Every line below that holds the string "ParticleHists" must be copied.

--- MATERIALS PROVIDED ---
================

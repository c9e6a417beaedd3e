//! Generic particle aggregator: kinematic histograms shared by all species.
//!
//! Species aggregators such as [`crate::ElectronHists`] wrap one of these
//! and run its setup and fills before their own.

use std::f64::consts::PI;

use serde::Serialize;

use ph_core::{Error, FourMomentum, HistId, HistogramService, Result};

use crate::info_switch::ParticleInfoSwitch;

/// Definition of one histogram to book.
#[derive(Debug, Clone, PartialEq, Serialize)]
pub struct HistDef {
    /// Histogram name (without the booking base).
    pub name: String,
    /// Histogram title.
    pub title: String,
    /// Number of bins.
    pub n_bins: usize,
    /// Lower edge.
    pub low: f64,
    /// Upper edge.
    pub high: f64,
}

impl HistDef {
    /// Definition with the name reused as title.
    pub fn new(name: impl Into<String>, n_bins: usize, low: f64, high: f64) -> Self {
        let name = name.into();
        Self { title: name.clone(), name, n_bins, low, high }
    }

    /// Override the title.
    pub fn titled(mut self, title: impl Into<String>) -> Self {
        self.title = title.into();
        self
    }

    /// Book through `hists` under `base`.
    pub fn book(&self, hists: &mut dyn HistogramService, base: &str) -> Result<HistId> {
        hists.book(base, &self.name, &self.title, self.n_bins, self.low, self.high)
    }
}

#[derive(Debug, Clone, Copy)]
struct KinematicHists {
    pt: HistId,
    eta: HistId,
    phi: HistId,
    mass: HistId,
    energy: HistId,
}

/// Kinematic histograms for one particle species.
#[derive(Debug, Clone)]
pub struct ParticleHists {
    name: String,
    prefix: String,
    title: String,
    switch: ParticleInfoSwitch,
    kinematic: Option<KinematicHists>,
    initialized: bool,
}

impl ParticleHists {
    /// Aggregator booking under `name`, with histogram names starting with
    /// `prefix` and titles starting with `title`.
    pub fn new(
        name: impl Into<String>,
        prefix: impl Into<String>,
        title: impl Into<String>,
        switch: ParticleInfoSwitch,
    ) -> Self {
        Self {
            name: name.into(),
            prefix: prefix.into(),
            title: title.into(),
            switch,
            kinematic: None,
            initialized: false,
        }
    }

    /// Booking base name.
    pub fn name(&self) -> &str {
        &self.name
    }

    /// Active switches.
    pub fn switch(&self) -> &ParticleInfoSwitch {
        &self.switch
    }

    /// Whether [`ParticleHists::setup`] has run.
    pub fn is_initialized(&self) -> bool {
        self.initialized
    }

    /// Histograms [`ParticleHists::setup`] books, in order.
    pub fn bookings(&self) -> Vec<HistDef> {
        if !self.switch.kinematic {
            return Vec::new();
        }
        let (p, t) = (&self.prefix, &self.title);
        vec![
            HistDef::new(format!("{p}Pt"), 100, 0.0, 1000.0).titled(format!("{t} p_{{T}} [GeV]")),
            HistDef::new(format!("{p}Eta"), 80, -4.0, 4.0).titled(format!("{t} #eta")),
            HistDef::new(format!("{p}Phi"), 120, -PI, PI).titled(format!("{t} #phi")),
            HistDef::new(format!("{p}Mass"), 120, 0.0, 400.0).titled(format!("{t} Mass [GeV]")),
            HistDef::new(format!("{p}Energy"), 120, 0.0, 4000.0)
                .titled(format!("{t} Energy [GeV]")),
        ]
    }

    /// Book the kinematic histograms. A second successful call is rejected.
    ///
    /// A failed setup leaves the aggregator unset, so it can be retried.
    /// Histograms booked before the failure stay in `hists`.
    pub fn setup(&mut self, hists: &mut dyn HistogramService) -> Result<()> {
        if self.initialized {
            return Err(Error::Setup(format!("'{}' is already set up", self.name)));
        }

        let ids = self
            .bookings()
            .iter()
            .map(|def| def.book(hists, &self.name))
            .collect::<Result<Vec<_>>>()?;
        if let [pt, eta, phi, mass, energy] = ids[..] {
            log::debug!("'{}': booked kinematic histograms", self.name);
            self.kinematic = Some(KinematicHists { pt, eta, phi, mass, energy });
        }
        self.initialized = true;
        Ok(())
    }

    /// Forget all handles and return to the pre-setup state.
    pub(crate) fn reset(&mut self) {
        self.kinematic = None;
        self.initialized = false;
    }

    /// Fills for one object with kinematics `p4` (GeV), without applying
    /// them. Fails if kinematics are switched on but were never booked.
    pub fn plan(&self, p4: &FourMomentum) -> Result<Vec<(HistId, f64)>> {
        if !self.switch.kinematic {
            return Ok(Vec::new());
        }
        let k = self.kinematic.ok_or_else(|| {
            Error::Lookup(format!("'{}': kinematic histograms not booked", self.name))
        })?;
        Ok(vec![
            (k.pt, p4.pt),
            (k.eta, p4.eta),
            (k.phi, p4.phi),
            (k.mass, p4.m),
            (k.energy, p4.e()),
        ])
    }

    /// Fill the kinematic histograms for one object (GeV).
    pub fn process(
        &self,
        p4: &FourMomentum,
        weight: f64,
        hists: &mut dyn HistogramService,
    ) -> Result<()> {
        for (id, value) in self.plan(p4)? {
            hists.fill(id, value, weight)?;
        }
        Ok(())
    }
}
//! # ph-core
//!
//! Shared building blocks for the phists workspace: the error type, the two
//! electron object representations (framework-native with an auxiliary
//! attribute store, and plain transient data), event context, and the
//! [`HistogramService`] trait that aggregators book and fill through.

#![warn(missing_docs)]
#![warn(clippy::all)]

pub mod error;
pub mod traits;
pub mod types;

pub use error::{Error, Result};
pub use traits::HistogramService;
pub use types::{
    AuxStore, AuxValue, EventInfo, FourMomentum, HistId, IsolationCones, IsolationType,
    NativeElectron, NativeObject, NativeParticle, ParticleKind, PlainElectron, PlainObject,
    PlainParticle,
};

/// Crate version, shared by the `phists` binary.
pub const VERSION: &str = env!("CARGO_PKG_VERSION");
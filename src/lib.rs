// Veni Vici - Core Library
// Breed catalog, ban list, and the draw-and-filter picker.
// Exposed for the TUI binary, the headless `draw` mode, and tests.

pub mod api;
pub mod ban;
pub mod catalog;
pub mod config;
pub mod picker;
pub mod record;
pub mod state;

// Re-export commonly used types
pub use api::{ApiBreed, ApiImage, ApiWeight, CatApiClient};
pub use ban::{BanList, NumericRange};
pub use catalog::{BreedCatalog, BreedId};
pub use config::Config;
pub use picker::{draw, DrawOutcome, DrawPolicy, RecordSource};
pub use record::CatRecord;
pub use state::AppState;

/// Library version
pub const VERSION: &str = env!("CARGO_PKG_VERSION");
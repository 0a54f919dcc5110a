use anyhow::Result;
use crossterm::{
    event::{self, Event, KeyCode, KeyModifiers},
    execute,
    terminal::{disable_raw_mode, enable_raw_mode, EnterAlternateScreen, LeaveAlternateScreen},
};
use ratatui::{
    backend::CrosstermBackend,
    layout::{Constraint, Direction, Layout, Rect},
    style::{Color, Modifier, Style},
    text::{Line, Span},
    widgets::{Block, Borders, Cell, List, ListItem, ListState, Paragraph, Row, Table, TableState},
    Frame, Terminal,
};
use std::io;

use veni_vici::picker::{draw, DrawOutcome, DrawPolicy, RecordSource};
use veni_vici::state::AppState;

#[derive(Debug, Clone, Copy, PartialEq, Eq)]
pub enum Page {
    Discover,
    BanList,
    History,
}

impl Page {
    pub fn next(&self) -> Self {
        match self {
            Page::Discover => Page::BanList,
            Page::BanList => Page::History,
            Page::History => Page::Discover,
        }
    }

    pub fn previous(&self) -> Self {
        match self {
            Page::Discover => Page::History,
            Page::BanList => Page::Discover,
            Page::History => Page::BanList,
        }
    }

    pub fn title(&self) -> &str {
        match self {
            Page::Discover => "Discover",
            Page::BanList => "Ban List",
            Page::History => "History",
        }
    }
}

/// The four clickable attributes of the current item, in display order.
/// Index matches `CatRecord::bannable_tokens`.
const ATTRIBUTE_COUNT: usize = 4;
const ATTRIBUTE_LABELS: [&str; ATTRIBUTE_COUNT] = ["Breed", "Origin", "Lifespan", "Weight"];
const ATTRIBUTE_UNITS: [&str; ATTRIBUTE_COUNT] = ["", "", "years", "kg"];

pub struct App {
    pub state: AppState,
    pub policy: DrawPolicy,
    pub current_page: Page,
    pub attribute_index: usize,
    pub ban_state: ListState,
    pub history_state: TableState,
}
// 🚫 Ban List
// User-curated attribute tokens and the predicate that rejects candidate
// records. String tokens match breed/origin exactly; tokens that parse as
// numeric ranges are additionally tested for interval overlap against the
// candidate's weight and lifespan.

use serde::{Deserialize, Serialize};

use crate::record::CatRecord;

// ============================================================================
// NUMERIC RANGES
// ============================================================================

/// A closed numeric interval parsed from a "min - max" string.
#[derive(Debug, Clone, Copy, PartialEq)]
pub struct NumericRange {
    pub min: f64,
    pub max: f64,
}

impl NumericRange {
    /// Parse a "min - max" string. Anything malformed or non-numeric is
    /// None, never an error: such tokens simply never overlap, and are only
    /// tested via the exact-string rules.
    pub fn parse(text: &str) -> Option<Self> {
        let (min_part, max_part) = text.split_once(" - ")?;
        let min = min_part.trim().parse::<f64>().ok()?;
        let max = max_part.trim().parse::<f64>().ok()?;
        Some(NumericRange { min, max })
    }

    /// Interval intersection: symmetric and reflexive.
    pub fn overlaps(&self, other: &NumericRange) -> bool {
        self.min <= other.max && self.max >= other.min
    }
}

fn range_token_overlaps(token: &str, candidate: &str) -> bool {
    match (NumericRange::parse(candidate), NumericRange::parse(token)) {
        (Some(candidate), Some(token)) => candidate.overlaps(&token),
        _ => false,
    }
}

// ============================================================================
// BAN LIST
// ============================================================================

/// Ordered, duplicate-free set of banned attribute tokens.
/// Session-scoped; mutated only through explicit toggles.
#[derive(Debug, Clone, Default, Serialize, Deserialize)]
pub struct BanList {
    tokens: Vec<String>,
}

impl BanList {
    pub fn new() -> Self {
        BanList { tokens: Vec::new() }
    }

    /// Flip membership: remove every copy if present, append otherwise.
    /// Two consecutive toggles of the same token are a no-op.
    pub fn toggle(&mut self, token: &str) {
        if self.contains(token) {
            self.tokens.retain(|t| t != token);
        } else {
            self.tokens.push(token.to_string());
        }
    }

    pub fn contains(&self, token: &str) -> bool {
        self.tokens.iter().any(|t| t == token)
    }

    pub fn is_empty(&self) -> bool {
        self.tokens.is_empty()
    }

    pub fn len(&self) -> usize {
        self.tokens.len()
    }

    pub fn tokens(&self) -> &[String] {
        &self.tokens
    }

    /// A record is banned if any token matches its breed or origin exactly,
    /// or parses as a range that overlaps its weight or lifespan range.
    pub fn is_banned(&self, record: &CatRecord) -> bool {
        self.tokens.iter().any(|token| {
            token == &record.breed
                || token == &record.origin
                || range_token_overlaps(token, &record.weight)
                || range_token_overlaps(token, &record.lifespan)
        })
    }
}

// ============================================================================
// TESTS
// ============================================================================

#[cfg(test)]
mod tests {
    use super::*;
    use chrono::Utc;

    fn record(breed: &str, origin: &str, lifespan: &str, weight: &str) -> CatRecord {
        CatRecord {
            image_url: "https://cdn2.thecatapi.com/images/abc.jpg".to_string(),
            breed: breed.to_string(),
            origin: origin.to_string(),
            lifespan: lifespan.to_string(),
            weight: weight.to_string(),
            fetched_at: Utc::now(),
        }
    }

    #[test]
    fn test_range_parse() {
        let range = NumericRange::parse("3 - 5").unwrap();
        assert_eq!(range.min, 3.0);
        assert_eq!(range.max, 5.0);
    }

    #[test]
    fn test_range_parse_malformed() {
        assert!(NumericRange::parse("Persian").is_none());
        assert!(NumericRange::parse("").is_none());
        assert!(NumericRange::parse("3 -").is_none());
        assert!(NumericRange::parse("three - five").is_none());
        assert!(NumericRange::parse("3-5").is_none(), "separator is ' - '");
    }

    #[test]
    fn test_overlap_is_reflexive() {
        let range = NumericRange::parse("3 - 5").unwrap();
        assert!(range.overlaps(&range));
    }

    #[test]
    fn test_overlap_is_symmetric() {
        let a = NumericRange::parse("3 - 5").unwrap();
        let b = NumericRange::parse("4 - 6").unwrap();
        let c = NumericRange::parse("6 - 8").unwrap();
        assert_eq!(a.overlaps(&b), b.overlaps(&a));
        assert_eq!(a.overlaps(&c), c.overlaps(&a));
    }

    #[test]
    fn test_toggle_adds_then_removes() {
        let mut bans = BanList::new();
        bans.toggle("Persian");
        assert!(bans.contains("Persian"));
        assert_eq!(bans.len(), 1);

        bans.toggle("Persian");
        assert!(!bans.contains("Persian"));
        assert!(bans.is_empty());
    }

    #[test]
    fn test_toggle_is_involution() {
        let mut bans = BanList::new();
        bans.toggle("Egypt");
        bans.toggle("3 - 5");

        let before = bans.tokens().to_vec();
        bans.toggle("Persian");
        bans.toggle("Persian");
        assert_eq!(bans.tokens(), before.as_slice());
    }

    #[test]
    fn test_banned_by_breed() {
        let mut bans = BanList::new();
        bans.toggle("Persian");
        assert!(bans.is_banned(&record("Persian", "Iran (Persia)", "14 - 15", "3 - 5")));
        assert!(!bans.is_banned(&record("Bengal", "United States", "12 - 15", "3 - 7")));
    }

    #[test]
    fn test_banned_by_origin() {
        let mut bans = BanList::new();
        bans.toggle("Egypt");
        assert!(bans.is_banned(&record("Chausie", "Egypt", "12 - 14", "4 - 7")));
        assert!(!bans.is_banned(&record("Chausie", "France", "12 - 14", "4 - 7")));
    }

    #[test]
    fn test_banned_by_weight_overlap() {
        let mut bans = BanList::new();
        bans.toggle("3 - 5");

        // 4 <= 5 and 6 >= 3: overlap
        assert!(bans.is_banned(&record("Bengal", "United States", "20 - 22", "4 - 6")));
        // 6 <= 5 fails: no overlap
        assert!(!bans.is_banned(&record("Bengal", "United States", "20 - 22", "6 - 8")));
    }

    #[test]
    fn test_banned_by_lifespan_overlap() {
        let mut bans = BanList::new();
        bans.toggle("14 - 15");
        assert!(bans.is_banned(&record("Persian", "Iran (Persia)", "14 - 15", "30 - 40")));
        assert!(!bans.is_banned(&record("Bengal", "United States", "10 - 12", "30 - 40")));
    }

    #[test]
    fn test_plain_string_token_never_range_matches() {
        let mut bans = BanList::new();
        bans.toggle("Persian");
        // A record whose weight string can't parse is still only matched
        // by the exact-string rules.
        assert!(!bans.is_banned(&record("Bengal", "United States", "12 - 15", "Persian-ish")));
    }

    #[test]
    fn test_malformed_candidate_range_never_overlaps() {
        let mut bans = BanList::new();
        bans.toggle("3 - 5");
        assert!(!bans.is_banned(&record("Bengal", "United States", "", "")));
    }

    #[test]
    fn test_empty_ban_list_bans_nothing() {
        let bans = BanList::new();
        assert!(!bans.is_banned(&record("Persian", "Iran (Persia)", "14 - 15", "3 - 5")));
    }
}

================

--- ANSWER TO THE PROBLEM ---
pub struct ParticleHists {
impl ParticleHists {
    /// Whether [`ParticleHists::setup`] has run.
    /// Histograms [`ParticleHists::setup`] books, in order.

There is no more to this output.